Tim sospirò:-Svegliami quando è ora di cena.

-Tranquillo, non ce ne sarà bisogno.

-Perché?

-Lo scoprirai.

 

 

***

 

Diana aveva ragione, Tim si svegliò giusto all'ora di cena, lo stomaco che brontolava e vagamente infreddolito dal vento fresco che soffiava fra le fronde degli alberi. Un allegro tramestio arrivava dal villaggio e Diana se ne stava a gambe incrociate fissare quella ventina di case in pietra scure per il tramonto.

-Mangiano tutti alla stessa ora- mormorò all'amico.

 

 

***

 

Mano mano che si avvicinavano a casa l'umore di Diana peggiorava passo dopo passo.

-Che hai?- Le domandò Tim quando furono davanti a casa.

-Lo vedrai- sussurrò Diana, cupa, bussando alla porta.

-Quando ti deciderai a darmi qualche risposta chiara non combinerò casini per un mese.

-Quindi mai?- Ridacchiò la ragazza entrando.

 

***

 

Tim non capì subito il motivo dell'umor nero di Diana.
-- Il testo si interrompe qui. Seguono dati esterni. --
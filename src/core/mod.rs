//! Commands, node connections and client configuration.
//!
//! ## Modules
//!
//! - [`command`] - Command builders and reply converters
//! - [`connection`] - Socket connection and TCP connector
//! - [`builder`] - Cluster client builder

use std::fmt;
use std::time::Duration;

/// Client builder configuration.
pub mod builder;
/// Command construction helpers.
pub mod command;
/// Low-level connection management.
pub mod connection;

/// Settings applied to every node connection.
#[derive(Clone)]
#[non_exhaustive]
pub struct ConnectionConfig {
    /// Limit for establishing the TCP connection.
    pub connect_timeout: Duration,
    /// Limit for each reply read.
    pub read_timeout: Duration,
    /// Limit for each request write.
    pub write_timeout: Duration,
    /// ACL username, sent with the password.
    pub username: Option<String>,
    /// Password for `AUTH`.
    pub password: Option<String>,
    /// Name set with `CLIENT SETNAME` after connecting.
    pub client_name: Option<String>,
}

impl Default for ConnectionConfig {
    fn default() -> Self {
        Self {
            connect_timeout: Duration::from_secs(2),
            read_timeout: Duration::from_secs(2),
            write_timeout: Duration::from_secs(2),
            username: None,
            password: None,
            client_name: None,
        }
    }
}

impl fmt::Debug for ConnectionConfig {
    fn fmt(&self, f: &mut fmt::Formatter<'_>) -> fmt::Result {
        f.debug_struct("ConnectionConfig")
            .field("connect_timeout", &self.connect_timeout)
            .field("read_timeout", &self.read_timeout)
            .field("write_timeout", &self.write_timeout)
            .field("username", &self.username)
            .field("password", &self.password.as_ref().map(|_| "<redacted>"))
            .field("client_name", &self.client_name)
            .finish()
    }
}
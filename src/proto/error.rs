use std::io;
use std::time::Duration;

use thiserror::Error;

/// Result type alias for slotmux operations.
pub type Result<T> = std::result::Result<T, Error>;

/// Errors surfaced by the cluster client.
///
/// Connectivity failures (`Io`, `Timeout`, `PoolExhausted`, `PoolClosed`) are
/// retried by the dispatcher within its redirect budget. Everything else is
/// either passed through from the server unchanged or is terminal.
#[derive(Debug, Error)]
#[non_exhaustive]
pub enum Error {
    /// An IO error occurred.
    #[error("IO error: {source}")]
    Io {
        /// The underlying IO error.
        #[from]
        source: io::Error,
    },

    /// A blocking step did not complete in time.
    #[error("{operation} timed out after {after:?}")]
    Timeout {
        /// Which step timed out (connect, read, write).
        operation: &'static str,
        /// The configured limit.
        after: Duration,
    },

    /// No connection could be taken from a node pool within the wait timeout.
    #[error("connection pool for {node} exhausted after waiting {waited:?}")]
    PoolExhausted {
        /// Node key of the pool.
        node: String,
        /// How long the caller waited.
        waited: Duration,
    },

    /// The node pool was closed while (or before) acquiring.
    #[error("connection pool for {node} is closed")]
    PoolClosed {
        /// Node key of the pool.
        node: String,
    },

    /// A protocol error occurred.
    #[error("protocol error: {message}")]
    Protocol {
        /// Description of the error.
        message: String,
    },

    /// Malformed bytes on the wire.
    #[error("decode error: {source}")]
    Decode {
        /// Underlying decode error.
        #[from]
        source: DecodeError,
    },

    /// The server returned an error.
    #[error("server error: {message}")]
    Server {
        /// Error message from server.
        message: String,
    },

    /// Authentication failed.
    #[error("authentication failed: {message}")]
    Auth {
        /// Error message from server.
        message: String,
    },

    /// Invalid argument provided.
    #[error("invalid argument: {message}")]
    InvalidArgument {
        /// Description of invalid argument.
        message: String,
    },

    /// The cluster reported it cannot serve the request.
    #[error("cluster is down: {message}")]
    ClusterDown {
        /// Error message from server.
        message: String,
    },

    /// Keys of a multi-key command map to different slots.
    ///
    /// Use hash tags `{...}` to force related keys onto one slot.
    #[error("CROSSSLOT keys in request map to different slots ({first} and {second})")]
    CrossSlot {
        /// Slot of the first key.
        first: u16,
        /// First slot that differs from it.
        second: u16,
    },

    /// The client has been closed.
    #[error("client is closed")]
    ClientClosed,

    /// Key moved to another node (permanent redirect).
    ///
    /// Only ever seen as the cause of [`Error::TooManyRedirections`]; the
    /// dispatcher follows MOVED replies itself.
    #[error("MOVED to slot {slot} at {address}")]
    Moved {
        /// The slot number (0-16383).
        slot: u16,
        /// Address of the new owner.
        address: String,
    },

    /// Slot is being migrated (one-shot redirect).
    #[error("ASK to slot {slot} at {address}")]
    Ask {
        /// The slot number (0-16383).
        slot: u16,
        /// Address of the node importing the slot.
        address: String,
    },

    /// The redirect budget ran out while the cluster kept redirecting.
    #[error("too many cluster redirections ({attempts} attempts)")]
    TooManyRedirections {
        /// Attempts made before giving up.
        attempts: usize,
        /// The most recent redirect or failure.
        #[source]
        source: Box<Error>,
    },

    /// The redirect budget ran out on connectivity failures alone.
    #[error("cluster unavailable after {attempts} attempts")]
    ClusterUnavailable {
        /// Attempts made before giving up.
        attempts: usize,
        /// The most recent failure.
        #[source]
        source: Box<Error>,
    },

    /// Every known node failed during a fallback sweep.
    #[error("no reachable node in cluster")]
    NoReachableNode {
        /// First failure observed during the sweep, if any node was tried.
        #[source]
        source: Option<Box<Error>>,
    },
}

impl Error {
    /// Returns true for failures that mean "this node could not be talked to".
    pub fn is_connectivity(&self) -> bool {
        matches!(
            self,
            Error::Io { .. }
                | Error::Timeout { .. }
                | Error::PoolExhausted { .. }
                | Error::PoolClosed { .. }
        )
    }

    /// Returns true when the error indicates a redirection loop.
    pub fn is_redirection_loop(&self) -> bool {
        matches!(self, Error::TooManyRedirections { .. })
    }

    /// Returns true if repeating the same call later may succeed.
    pub fn is_retryable(&self) -> bool {
        self.is_connectivity()
            || matches!(
                self,
                Error::ClusterDown { .. }
                    | Error::ClusterUnavailable { .. }
                    | Error::NoReachableNode { .. }
                    | Error::TooManyRedirections { .. }
            )
    }

    pub(crate) fn protocol(message: impl Into<String>) -> Self {
        Error::Protocol {
            message: message.into(),
        }
    }

    pub(crate) fn invalid_argument(message: impl Into<String>) -> Self {
        Error::InvalidArgument {
            message: message.into(),
        }
    }
}

/// Error returned when bytes on the wire are not valid RESP.
#[derive(Debug, Error, PartialEq, Eq)]
#[non_exhaustive]
pub enum DecodeError {
    /// The frame starts with a byte that is not a RESP type marker.
    #[error("unknown frame type byte {0:#04x}")]
    UnknownType(u8),

    /// A length or integer line could not be parsed.
    #[error("invalid integer in frame header")]
    InvalidInteger,

    /// A negative length other than -1.
    #[error("invalid length {0}")]
    InvalidLength(i64),

    /// A simple string or error line is not UTF-8.
    #[error("frame line is not valid UTF-8")]
    InvalidUtf8,

    /// A bulk string payload is not followed by CRLF.
    #[error("missing CRLF after bulk payload")]
    MissingTerminator,

    /// A frame exceeds the configured size limit.
    #[error("frame of {size} bytes exceeds limit of {limit}")]
    FrameTooLarge {
        /// Announced or buffered size.
        size: usize,
        /// Configured limit.
        limit: usize,
    },
}

#[cfg(test)]
mod tests {
    use super::*;

    #[test]
    fn test_connectivity_classification() {
        let io_err = Error::Io {
            source: io::Error::new(io::ErrorKind::ConnectionRefused, "refused"),
        };
        assert!(io_err.is_connectivity());

        let timeout = Error::Timeout {
            operation: "read",
            after: Duration::from_millis(10),
        };
        assert!(timeout.is_connectivity());

        let exhausted = Error::PoolExhausted {
            node: "localhost:7000".to_string(),
            waited: Duration::from_millis(5),
        };
        assert!(exhausted.is_connectivity());

        assert!(!Error::protocol("bad").is_connectivity());
        assert!(!Error::CrossSlot { first: 1, second: 2 }.is_connectivity());
        assert!(!Error::Auth {
            message: "WRONGPASS".to_string()
        }
        .is_connectivity());
    }

    #[test]
    fn test_redirection_loop_keeps_cause() {
        let err = Error::TooManyRedirections {
            attempts: 5,
            source: Box::new(Error::Moved {
                slot: 42,
                address: "localhost:7001".to_string(),
            }),
        };
        assert!(err.is_redirection_loop());
        let cause = std::error::Error::source(&err).unwrap();
        assert_eq!(cause.to_string(), "MOVED to slot 42 at localhost:7001");
    }

    #[test]
    fn test_cross_slot_is_not_retryable() {
        assert!(!Error::CrossSlot { first: 1, second: 2 }.is_retryable());
        assert!(!Error::ClientClosed.is_retryable());
        assert!(Error::ClusterDown {
            message: "CLUSTERDOWN".to_string()
        }
        .is_retryable());
    }

    #[test]
    fn test_no_reachable_node_without_cause() {
        let err = Error::NoReachableNode { source: None };
        assert!(std::error::Error::source(&err).is_none());
        assert_eq!(err.to_string(), "no reachable node in cluster");
    }

    #[test]
    fn test_error_from_decode() {
        let error: Error = DecodeError::InvalidInteger.into();
        assert!(matches!(error, Error::Decode { .. }));
        assert!(!error.is_connectivity());
    }

    #[test]
    fn test_error_display_timeout() {
        let error = Error::Timeout {
            operation: "connect",
            after: Duration::from_secs(2),
        };
        assert_eq!(error.to_string(), "connect timed out after 2s");
    }
}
La piccola cucina era ancora più accogliente di quello che il ragazzo si ricordasse, e la signora Mathild aveva preparato un minestrone con pane ancora caldo e formaggio, dentro un pentolone, poi, c'era uno spezzatino invitantissimo. Sarà stata la fame, ma a lui non pareva di aver mai mangiato nulla di più buono.

Erano entrati in fila sette ragazzi, i fratelli di Diana.

La ragazza salutò freddamente il più grande che ricambiò con un gelido cenno di cortesia.

Gli altri sembrarono più contenti di rivedere la ragazza. Si assomigliavano abbastanza, tutti con una zazzera bruna e la pelle abbronzata. C'era una sola femmina, oltre a Diana, la più piccola. Portava i capelli marroni con riflessi ramati raccolti in due treccine ai lati della testa ed era morbida e paffutella come un'albicocca matura. La bimba saltò in braccio a Diana urlando dalla gioia e l'espressione della ragazza s'addolcì.

Venivano poi un bambino silenzioso e cupo e due gemelli con due sorrisi identici e un po' beffardi che i professori del mondo di Tim bollano al primo giorno di scuola come delinquenti. Salutarono Diana illuminandosi e sfoderando poi un vasto repertorio di battute. La ragazza rispose loro per le rime, poi abbracciò gli ultimi due fratelli. Uno dei due le passo un bigliettino. L'altro la fissò con un'espressione strana:-Da parte del Vecchio Pazzo.

Diana aggrottò la fronte infilandosi il pezzetto di carta nella tasca dei jeans.

-Dal Vecchio Thoam. - si degnò di spiegarle il primo.

Tim si dimenticò i nomi con cui si presentarono appena finì di ascoltarli, meno quello della più piccola, Estella, che identica a sua nonna e diversissima da Diana non smise un secondo di parlare.

Di fronte a lei, l'opposto. Il penultimogenito se ne stette muto come un pesce per tutta la durata del pranzo.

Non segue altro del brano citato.